Scan the following material for the string "BookingError" and copy each line in which it appears.

## [DATASET RECORDS]
☆ ☆ ☆ ☆ ☆ ☆ ☆

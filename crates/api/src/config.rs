//! # API Configuration Module
//!
//! Loads server configuration from environment variables, with defaults
//! where sensible.
//!
//! ## Environment Variables
//!
//! - `API_HOST`: host address to bind to (default: "0.0.0.0")
//! - `API_PORT`: port to listen on (default: 3000)
//! - `DATABASE_URL`: PostgreSQL connection string (required)
//! - `LOG_LEVEL`: logging level (default: "info")
//! - `API_CORS_ORIGINS`: comma-separated list of allowed CORS origins
//! - `JWT_SECRET`: secret for signing auth tokens (defaults to a dev-only
//!   value; set it in any real deployment)
//! - `API_REQUEST_TIMEOUT_SECONDS`: request timeout (default: 30)

use eyre::{Result, WrapErr};
use std::env;
use tracing::Level;

/// Configuration for the careslot API server.
#[derive(Debug, Clone)]
pub struct ApiConfig {
    /// Host address for the API server (e.g., "127.0.0.1", "0.0.0.0")
    pub host: String,

    /// Port for the API server to listen on
    pub port: u16,

    /// PostgreSQL database connection string
    pub database_url: String,

    /// Log level for the application
    pub log_level: Level,

    /// CORS allowed origins (optional)
    pub cors_origins: Option<Vec<String>>,

    /// Secret used to sign and validate auth tokens
    pub jwt_secret: String,

    /// Request timeout in seconds
    pub request_timeout: u64,
}

/// Fallback signing secret for local development only.
const DEV_JWT_SECRET: &str = "careslot-dev-secret";

impl ApiConfig {
    /// Creates a new ApiConfig from environment variables.
    ///
    /// # Errors
    ///
    /// Returns an error if `DATABASE_URL` is unset or `API_PORT` is not a
    /// valid port number.
    pub fn from_env() -> Result<Self> {
        // Network settings
        let host = env::var("API_HOST").unwrap_or_else(|_| "0.0.0.0".to_string());
        let port = env::var("API_PORT")
            .unwrap_or_else(|_| "3000".to_string())
            .parse()
            .wrap_err("Invalid API_PORT value")?;

        // Database settings
        let database_url = env::var("DATABASE_URL")
            .wrap_err("DATABASE_URL environment variable must be set")?;

        // Logging settings
        let log_level = match env::var("LOG_LEVEL").unwrap_or_else(|_| "info".to_string()).as_str() {
            "trace" => Level::TRACE,
            "debug" => Level::DEBUG,
            "info" => Level::INFO,
            "warn" => Level::WARN,
            "error" => Level::ERROR,
            _ => Level::INFO,
        };

        // CORS settings
        let cors_origins = env::var("API_CORS_ORIGINS").ok().map(|origins| {
            origins.split(',').map(|s| s.trim().to_string()).collect()
        });

        // Security settings
        let jwt_secret = env::var("JWT_SECRET").unwrap_or_else(|_| DEV_JWT_SECRET.to_string());

        // Performance settings
        let request_timeout = env::var("API_REQUEST_TIMEOUT_SECONDS")
            .unwrap_or_else(|_| "30".to_string())
            .parse()
            .unwrap_or(30);

        Ok(Self {
            host,
            port,
            database_url,
            log_level,
            cors_origins,
            jwt_secret,
            request_timeout,
        })
    }

    /// Returns the server address as a string, e.g. "0.0.0.0:3000".
    pub fn server_addr(&self) -> String {
        format!("{}:{}", self.host, self.port)
    }
}
use axum::{routing::get, Router};
use std::sync::Arc;

use crate::{handlers, ApiState};

/// The JSON CRUD surface. Every method router carries a fallback so verbs
/// outside GET/POST/PUT/DELETE answer 405 with a JSON error body.
pub fn routes() -> Router<Arc<ApiState>> {
    Router::new()
        .route(
            "/api/slots",
            get(handlers::slots::list_slots)
                .post(handlers::slots::create_slot)
                .fallback(handlers::method_not_allowed),
        )
        .route(
            "/api/slots/:slot_id",
            get(handlers::slots::get_slot)
                .put(handlers::slots::update_slot)
                .delete(handlers::slots::delete_slot)
                .fallback(handlers::method_not_allowed),
        )
        .route(
            "/api/providers",
            get(handlers::providers::list_providers)
                .post(handlers::providers::create_provider)
                .fallback(handlers::method_not_allowed),
        )
        .route(
            "/api/providers/:provider_id",
            get(handlers::providers::get_provider)
                .put(handlers::providers::update_provider)
                .delete(handlers::providers::delete_provider)
                .fallback(handlers::method_not_allowed),
        )
        .route(
            "/api/bookings",
            get(handlers::bookings::list_bookings)
                .post(handlers::bookings::create_booking)
                .fallback(handlers::method_not_allowed),
        )
        .route(
            "/api/bookings/:booking_id",
            get(handlers::bookings::get_booking)
                .put(handlers::bookings::update_booking)
                .delete(handlers::bookings::delete_booking)
                .fallback(handlers::method_not_allowed),
        )
}
use axum::{
    extract::{Path, Query, State},
    Json,
};
use serde::Deserialize;
use std::sync::Arc;
use uuid::Uuid;

use careslot_core::{
    errors::BookingError,
    models::provider::{ProviderDetailResponse, Specialization, SpecializationOption},
    models::schedule::HomeResponse,
    models::time_slot::{SlotResponse, SlotsPageResponse, SpecializationPageResponse},
};

use crate::{middleware::error_handling::AppError, ApiState};

fn specialization_options() -> Vec<SpecializationOption> {
    Specialization::ALL.iter().map(|s| (*s).into()).collect()
}

/// Mirrors Python's str.capitalize for the specialization heading.
fn capitalize(name: &str) -> String {
    let mut chars = name.chars();
    match chars.next() {
        Some(first) => first.to_uppercase().collect::<String>() + &chars.as_str().to_lowercase(),
        None => String::new(),
    }
}

#[axum::debug_handler]
pub async fn home() -> Json<HomeResponse> {
    Json(HomeResponse {
        specializations: specialization_options(),
    })
}

#[derive(Debug, Deserialize)]
pub struct SlotsQuery {
    pub spec: Option<String>,
}

#[axum::debug_handler]
pub async fn slots_page(
    State(state): State<Arc<ApiState>>,
    Query(query): Query<SlotsQuery>,
) -> Result<Json<SlotsPageResponse>, AppError> {
    let selected_spec = query.spec.filter(|s| !s.is_empty());

    let slots = match &selected_spec {
        Some(spec) => {
            careslot_db::repositories::time_slot::list_slots_by_specialization(
                &state.db_pool,
                spec,
            )
            .await?
        }
        None => careslot_db::repositories::time_slot::list_slots(&state.db_pool).await?,
    };

    Ok(Json(SlotsPageResponse {
        slots: slots.into_iter().map(SlotResponse::from).collect(),
        specializations: specialization_options(),
        selected_spec,
    }))
}

#[axum::debug_handler]
pub async fn specialization_page(
    State(state): State<Arc<ApiState>>,
    Path(name): Path<String>,
) -> Result<Json<SpecializationPageResponse>, AppError> {
    // Unknown names simply match nothing.
    let slots = careslot_db::repositories::time_slot::list_slots_by_specialization(
        &state.db_pool,
        &name,
    )
    .await?;

    Ok(Json(SpecializationPageResponse {
        specialization: capitalize(&name),
        slots: slots.into_iter().map(SlotResponse::from).collect(),
    }))
}

#[axum::debug_handler]
pub async fn provider_detail(
    State(state): State<Arc<ApiState>>,
    Path(provider_id): Path<Uuid>,
) -> Result<Json<ProviderDetailResponse>, AppError> {
    let detail = careslot_db::repositories::provider::get_provider_detail_by_id(
        &state.db_pool,
        provider_id,
    )
    .await?
    .ok_or_else(|| {
        BookingError::NotFound(format!("Provider with ID {} not found", provider_id))
    })?;

    let slots = careslot_db::repositories::time_slot::list_slots_by_provider(
        &state.db_pool,
        provider_id,
    )
    .await?;

    let specialization: Specialization = detail
        .specialization
        .parse()
        .map_err(|e: String| BookingError::Database(eyre::eyre!(e)))?;

    let full_name = format!("{} {}", detail.first_name, detail.last_name)
        .trim()
        .to_string();

    Ok(Json(ProviderDetailResponse {
        id: detail.id,
        username: detail.username.clone(),
        full_name,
        specialization,
        photo_url: detail.photo_url,
        slots: slots
            .into_iter()
            .map(|slot| SlotResponse {
                id: slot.id,
                provider_id: slot.provider_id,
                provider: detail.username.clone(),
                start_time: slot.start_time,
                end_time: slot.end_time,
                is_booked: slot.is_booked,
            })
            .collect(),
    }))
}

☆ ☆ ☆ ☆ ☆ ☆ ☆

## [ANSWER SECTION]
    errors::BookingError,
        BookingError::NotFound(format!("Provider with ID {} not found", provider_id))
        .map_err(|e: String| BookingError::Database(eyre::eyre!(e)))?;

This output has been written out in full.